//! Codec trait and the JSON implementation.
//!
//! Actions arrive from the host as opaque bytes and snapshots leave the
//! same way. The [`Codec`] trait is the one place that decides how those
//! bytes look, so a compact binary format can replace JSON later without
//! touching the engine or the room actor.

use serde::{de::DeserializeOwned, Serialize};

use crate::ProtocolError;

/// Encodes values to bytes and decodes them back.
///
/// `Send + Sync + 'static` because a codec is shared by every room task.
pub trait Codec: Send + Sync + 'static {
    /// Serializes a value into bytes.
    ///
    /// # Errors
    /// Returns `ProtocolError::Encode` if the value cannot be represented.
    fn encode<T: Serialize>(&self, value: &T) -> Result<Vec<u8>, ProtocolError>;

    /// Deserializes bytes back into a value.
    ///
    /// # Errors
    /// Returns `ProtocolError::Decode` if the bytes are malformed or
    /// describe a different type.
    fn decode<T: DeserializeOwned>(&self, data: &[u8]) -> Result<T, ProtocolError>;
}

/// A [`Codec`] backed by `serde_json`.
///
/// ```rust
/// use tilematch_protocol::{Action, Codec, JsonCodec};
///
/// let codec = JsonCodec;
/// let bytes = br#"{"type":"InteractWithCell","cell":4}"#;
/// let action: Action = codec.decode(bytes).unwrap();
/// assert_eq!(action, Action::InteractWithCell { cell: 4 });
/// ```
#[cfg(feature = "json")]
#[derive(Debug, Clone, Copy, Default)]
pub struct JsonCodec;

#[cfg(feature = "json")]
impl Codec for JsonCodec {
    fn encode<T: Serialize>(&self, value: &T) -> Result<Vec<u8>, ProtocolError> {
        serde_json::to_vec(value).map_err(ProtocolError::Encode)
    }

    fn decode<T: DeserializeOwned>(&self, data: &[u8]) -> Result<T, ProtocolError> {
        serde_json::from_slice(data).map_err(ProtocolError::Decode)
    }
}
====
Filtering the entries above by the word "InteractWithCell", copy each line that matches.

» Task answer
/// let bytes = br#"{"type":"InteractWithCell","cell":4}"#;
/// assert_eq!(action, Action::InteractWithCell { cell: 4 });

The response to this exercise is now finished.